In [2] and [3] are presented the SDS-DIC algorithm and an architectural solution for high performance for
this algorithm. However, this architecture uses only one reference frame. The architecture designed in this work
uses the first three past frames as reference frames, to improve the motion vectors quality in relation those
previous works.
This paper is organized as follows: Section 2 presents some basic concepts about motion estimation.
Section 3 presents the SDS-DIC algorithm and the fourth section shows the designed architecture. The results
are described in section 5 and conclusions in section 6.
2.
Motion estimation
The motion estimation operation is responsible to find, in the reference frames, the block that is most
similar to the current block. When this block is found, it is generated a motion vector (MV) and a frame index,
to indentify the position of this block. These two identifiers are coded together with the video content. Each
block of the current frame generates one MV and one frame index. The MV shows the position of the block in
the reference frame and the frame index identifies the frame used as reference.

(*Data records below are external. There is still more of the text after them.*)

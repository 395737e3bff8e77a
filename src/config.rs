use std::path::{Path, PathBuf};

use serde::{Deserialize, Serialize};

use crate::error::{HybrankError, Result};

#[derive(Debug, Clone, Default, Serialize, Deserialize)]
pub struct Config {
    #[serde(default)]
    pub search: SearchConfig,
    #[serde(default)]
    pub rerank: RerankConfig,
    #[serde(default)]
    pub cache: CacheConfig,
    #[serde(default)]
    pub diversity: DiversityConfig,
}

impl Config {
    /// Load configuration: defaults, then the global file (or the explicit
    /// path / `HYBRANK_CONFIG`), then `HYBRANK_*` environment overrides.
    pub fn load(explicit_path: Option<&Path>) -> Result<Self> {
        let mut config = Self::default();

        let explicit = explicit_path
            .map(PathBuf::from)
            .or_else(|| std::env::var("HYBRANK_CONFIG").ok().map(PathBuf::from));

        if let Some(path) = explicit {
            match Self::load_patch(&path)? {
                Some(patch) => config.merge_patch(patch),
                None => {
                    return Err(HybrankError::Config(format!(
                        "config file not found: {}",
                        path.display()
                    )));
                }
            }
        } else if let Some(global) = Self::load_global()? {
            config.merge_patch(global);
        }

        config.apply_env_overrides()?;
        config.validate()?;

        Ok(config)
    }

    fn load_global() -> Result<Option<ConfigPatch>> {
        let Some(dir) = dirs::config_dir() else {
            return Ok(None);
        };
        Self::load_patch(&dir.join("hybrank/config.toml"))
    }

    fn load_patch(path: &Path) -> Result<Option<ConfigPatch>> {
        if !path.exists() {
            return Ok(None);
        }

        let raw = std::fs::read_to_string(path)
            .map_err(|err| HybrankError::Config(format!("read config {}: {err}", path.display())))?;
        let patch = toml::from_str(&raw)
            .map_err(|err| HybrankError::Config(format!("parse config {}: {err}", path.display())))?;
        Ok(Some(patch))
    }

    fn merge_patch(&mut self, patch: ConfigPatch) {
        if let Some(patch) = patch.search {
            self.search.merge(patch);
        }
        if let Some(patch) = patch.rerank {
            self.rerank.merge(patch);
        }
        if let Some(patch) = patch.cache {
            self.cache.merge(patch);
        }
        if let Some(patch) = patch.diversity {
            self.diversity.merge(patch);
        }
    }

    fn apply_env_overrides(&mut self) -> Result<()> {
        if let Some(value) = env_f32("HYBRANK_SEARCH_ALPHA")? {
            self.search.alpha = value;
        }
        if let Some(value) = env_usize("HYBRANK_SEARCH_DENSE_K")? {
            self.search.dense_k = value;
        }
        if let Some(value) = env_usize("HYBRANK_SEARCH_SPARSE_K")? {
            self.search.sparse_k = value;
        }
        if let Some(value) = env_usize("HYBRANK_SEARCH_TOPK_DEFAULT")? {
            self.search.topk_default = value;
        }
        if let Some(value) = env_usize("HYBRANK_SEARCH_TOPK_MAX")? {
            self.search.topk_max = value;
        }
        if let Some(value) = env_bool("HYBRANK_SEARCH_LEXICAL_FALLBACK") {
            self.search.lexical_fallback = value;
        }
        if let Some(value) = env_bool("HYBRANK_SEARCH_DENSE_FALLBACK") {
            self.search.dense_fallback = value;
        }

        if let Some(value) = env_bool("HYBRANK_RERANK_ENABLED") {
            self.rerank.enabled = value;
        }
        if let Some(value) = env_usize("HYBRANK_RERANK_POOL_MULTIPLIER")? {
            self.rerank.pool_multiplier = value;
        }
        if let Some(value) = env_usize("HYBRANK_RERANK_MAX_CANDIDATES")? {
            self.rerank.max_candidates = value;
        }
        if let Some(value) = env_u64("HYBRANK_RERANK_TIMEOUT_MS")? {
            self.rerank.timeout_ms = value;
        }

        if let Some(value) = env_bool("HYBRANK_CACHE_ENABLED") {
            self.cache.enabled = value;
        }
        if let Some(value) = env_u64("HYBRANK_CACHE_TTL_SECONDS")? {
            self.cache.ttl_seconds = value;
        }
        if let Some(value) = env_usize("HYBRANK_CACHE_MAX_ENTRIES")? {
            self.cache.max_entries = value;
        }

        if let Some(value) = env_bool("HYBRANK_DIVERSITY_ENABLED") {
            self.diversity.enabled = value;
        }
        if let Some(value) = env_f32("HYBRANK_DIVERSITY_MMR_LAMBDA")? {
            self.diversity.mmr_lambda = value;
        }

        Ok(())
    }

    /// Reject settings the pipeline cannot honor.
    pub fn validate(&self) -> Result<()> {
        let search = &self.search;
        if !(0.0..=1.0).contains(&search.alpha) {
            return Err(HybrankError::Config(format!(
                "search.alpha must be within [0, 1], got {}",
                search.alpha
            )));
        }
        if search.topk_max == 0 {
            return Err(HybrankError::Config("search.topk_max must be at least 1".to_string()));
        }
        if search.topk_default == 0 || search.topk_default > search.topk_max {
            return Err(HybrankError::Config(format!(
                "search.topk_default must be within 1..={}",
                search.topk_max
            )));
        }
        if search.dense_k == 0 || search.sparse_k == 0 {
            return Err(HybrankError::Config(
                "search.dense_k and search.sparse_k must be at least 1".to_string(),
            ));
        }
        if !(0.0..=1.0).contains(&search.missing_score) {
            return Err(HybrankError::Config(format!(
                "search.missing_score must be within [0, 1], got {}",
                search.missing_score
            )));
        }
        if self.rerank.pool_multiplier == 0 {
            return Err(HybrankError::Config(
                "rerank.pool_multiplier must be at least 1".to_string(),
            ));
        }
        if self.rerank.max_candidates < search.topk_max {
            return Err(HybrankError::Config(format!(
                "rerank.max_candidates ({}) must be >= search.topk_max ({})",
                self.rerank.max_candidates, search.topk_max
            )));
        }
        if self.rerank.timeout_ms == 0 {
            return Err(HybrankError::Config("rerank.timeout_ms must be positive".to_string()));
        }
        if self.cache.max_entries == 0 {
            return Err(HybrankError::Config("cache.max_entries must be at least 1".to_string()));
        }
        if !(0.0..=1.0).contains(&self.diversity.mmr_lambda) {
            return Err(HybrankError::Config(format!(
                "diversity.mmr_lambda must be within [0, 1], got {}",
                self.diversity.mmr_lambda
            )));
        }
        Ok(())
    }
}

#[derive(Debug, Clone, Serialize, Deserialize)]
#[serde(default)]
pub struct SearchConfig {
    /// Dense weight in the hybrid blend; sparse gets `1 - alpha`.
    pub alpha: f32,
    /// Candidates requested from the dense index.
    pub dense_k: usize,
    /// Candidates requested from the sparse index.
    pub sparse_k: usize,
    pub topk_default: usize,
    pub topk_max: usize,
    pub max_query_chars: usize,
    pub snippet_chars: usize,
    /// Normalized score given to a candidate absent from one index's results.
    pub missing_score: f32,
    /// Serve hybrid requests lexical-only when the dense index is down.
    pub lexical_fallback: bool,
    /// Serve hybrid requests dense-only when the sparse index is down.
    pub dense_fallback: bool,
}

impl Default for SearchConfig {
    fn default() -> Self {
        Self {
            alpha: 0.6,
            dense_k: 200,
            sparse_k: 200,
            topk_default: 5,
            topk_max: 20,
            max_query_chars: 1000,
            snippet_chars: 200,
            missing_score: 0.0,
            lexical_fallback: false,
            dense_fallback: false,
        }
    }
}

impl SearchConfig {
    fn merge(&mut self, patch: SearchPatch) {
        if let Some(value) = patch.alpha {
            self.alpha = value;
        }
        if let Some(value) = patch.dense_k {
            self.dense_k = value;
        }
        if let Some(value) = patch.sparse_k {
            self.sparse_k = value;
        }
        if let Some(value) = patch.topk_default {
            self.topk_default = value;
        }
        if let Some(value) = patch.topk_max {
            self.topk_max = value;
        }
        if let Some(value) = patch.max_query_chars {
            self.max_query_chars = value;
        }
        if let Some(value) = patch.snippet_chars {
            self.snippet_chars = value;
        }
        if let Some(value) = patch.missing_score {
            self.missing_score = value;
        }
        if let Some(value) = patch.lexical_fallback {
            self.lexical_fallback = value;
        }
        if let Some(value) = patch.dense_fallback {
            self.dense_fallback = value;
        }
    }
}

#[derive(Debug, Clone, Serialize, Deserialize)]
#[serde(default)]
pub struct RerankConfig {
    /// Master switch; when off, rerank requests are ignored.
    pub enabled: bool,
    /// Pool size as a multiple of `topk`.
    pub pool_multiplier: usize,
    /// Hard cap on candidates sent to the scorer.
    pub max_candidates: usize,
    pub timeout_ms: u64,
}

impl Default for RerankConfig {
    fn default() -> Self {
        Self {
            enabled: true,
            pool_multiplier: 3,
            max_candidates: 60,
            timeout_ms: 5000,
        }
    }
}

impl RerankConfig {
    fn merge(&mut self, patch: RerankPatch) {
        if let Some(value) = patch.enabled {
            self.enabled = value;
        }
        if let Some(value) = patch.pool_multiplier {
            self.pool_multiplier = value;
        }
        if let Some(value) = patch.max_candidates {
            self.max_candidates = value;
        }
        if let Some(value) = patch.timeout_ms {
            self.timeout_ms = value;
        }
    }

    /// Number of fused candidates handed to the reranker for a given `topk`.
    #[must_use]
    pub fn pool_size(&self, topk: usize) -> usize {
        topk.saturating_mul(self.pool_multiplier)
            .max(topk)
            .min(self.max_candidates.max(topk))
    }
}

#[derive(Debug, Clone, Serialize, Deserialize)]
#[serde(default)]
pub struct CacheConfig {
    pub enabled: bool,
    pub ttl_seconds: u64,
    pub max_entries: usize,
    /// Interval for the background expiry sweep; 0 disables it.
    pub sweep_interval_seconds: u64,
}

impl Default for CacheConfig {
    fn default() -> Self {
        Self {
            enabled: true,
            ttl_seconds: 1800,
            max_entries: 1024,
            sweep_interval_seconds: 60,
        }
    }
}

impl CacheConfig {
    fn merge(&mut self, patch: CachePatch) {
        if let Some(value) = patch.enabled {
            self.enabled = value;
        }
        if let Some(value) = patch.ttl_seconds {
            self.ttl_seconds = value;
        }
        if let Some(value) = patch.max_entries {
            self.max_entries = value;
        }
        if let Some(value) = patch.sweep_interval_seconds {
            self.sweep_interval_seconds = value;
        }
    }
}

#[derive(Debug, Clone, Serialize, Deserialize)]
#[serde(default)]
pub struct DiversityConfig {
    pub enabled: bool,
    /// Relevance/diversity trade-off for MMR (1.0 = relevance only).
    pub mmr_lambda: f32,
    /// Chunks kept per source URL before MMR; 0 means unlimited.
    pub max_chunks_per_url: usize,
}

impl Default for DiversityConfig {
    fn default() -> Self {
        Self {
            enabled: false,
            mmr_lambda: 0.7,
            max_chunks_per_url: 5,
        }
    }
}

impl DiversityConfig {
    fn merge(&mut self, patch: DiversityPatch) {
        if let Some(value) = patch.enabled {
            self.enabled = value;
        }
        if let Some(value) = patch.mmr_lambda {
            self.mmr_lambda = value;
        }
        if let Some(value) = patch.max_chunks_per_url {
            self.max_chunks_per_url = value;
        }
    }
}

#[derive(Debug, Clone, Default, Deserialize)]
struct ConfigPatch {
    pub search: Option<SearchPatch>,
    pub rerank: Option<RerankPatch>,
    pub cache: Option<CachePatch>,
    pub diversity: Option<DiversityPatch>,
}

#[derive(Debug, Clone, Default, Deserialize)]
struct SearchPatch {
    pub alpha: Option<f32>,
    pub dense_k: Option<usize>,
    pub sparse_k: Option<usize>,
    pub topk_default: Option<usize>,
    pub topk_max: Option<usize>,
    pub max_query_chars: Option<usize>,
    pub snippet_chars: Option<usize>,
    pub missing_score: Option<f32>,
    pub lexical_fallback: Option<bool>,
    pub dense_fallback: Option<bool>,
}

#[derive(Debug, Clone, Default, Deserialize)]
struct RerankPatch {
    pub enabled: Option<bool>,
    pub pool_multiplier: Option<usize>,
    pub max_candidates: Option<usize>,
    pub timeout_ms: Option<u64>,
}

#[derive(Debug, Clone, Default, Deserialize)]
struct CachePatch {
    pub enabled: Option<bool>,
    pub ttl_seconds: Option<u64>,
    pub max_entries: Option<usize>,
    pub sweep_interval_seconds: Option<u64>,
}

#[derive(Debug, Clone, Default, Deserialize)]
struct DiversityPatch {
    pub enabled: Option<bool>,
    pub mmr_lambda: Option<f32>,
    pub max_chunks_per_url: Option<usize>,
}

fn env_bool(key: &str) -> Option<bool> {
    std::env::var(key).ok().map(|value| {
        matches!(
            value.to_lowercase().as_str(),
            "1" | "true" | "yes" | "on"
        )
    })
}

fn env_usize(key: &str) -> Result<Option<usize>> {
    match std::env::var(key) {
        Ok(value) => value.parse::<usize>().map(Some).map_err(|err| {
            HybrankError::Config(format!("invalid {key} value {value}: {err}"))
        }),
        Err(_) => Ok(None),
    }
}

fn env_u64(key: &str) -> Result<Option<u64>> {
    match std::env::var(key) {
        Ok(value) => value.parse::<u64>().map(Some).map_err(|err| {
            HybrankError::Config(format!("invalid {key} value {value}: {err}"))
        }),
        Err(_) => Ok(None),
    }
}

fn env_f32(key: &str) -> Result<Option<f32>> {
    match std::env::var(key) {
        Ok(value) => value.parse::<f32>().map(Some).map_err(|err| {
            HybrankError::Config(format!("invalid {key} value {value}: {err}"))
        }),
        Err(_) => Ok(None),
    }
}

It is necessary to define a search area in the reference frames for each block of the current frame to reduce
the processing time. A search algorithm is used by the ME to determine how the block is moved within the
search area. This is an operation with great degree of computational complexity, however, it generates a very
significant reduction in the amount of data necessary to represent the video, since all the necessary information
to represent a block may be replaced by a index of three dimensions and the residual information. The residual
information is the difference between the block of the current frame and block that showed highest similarity
within the search area of the reference frame.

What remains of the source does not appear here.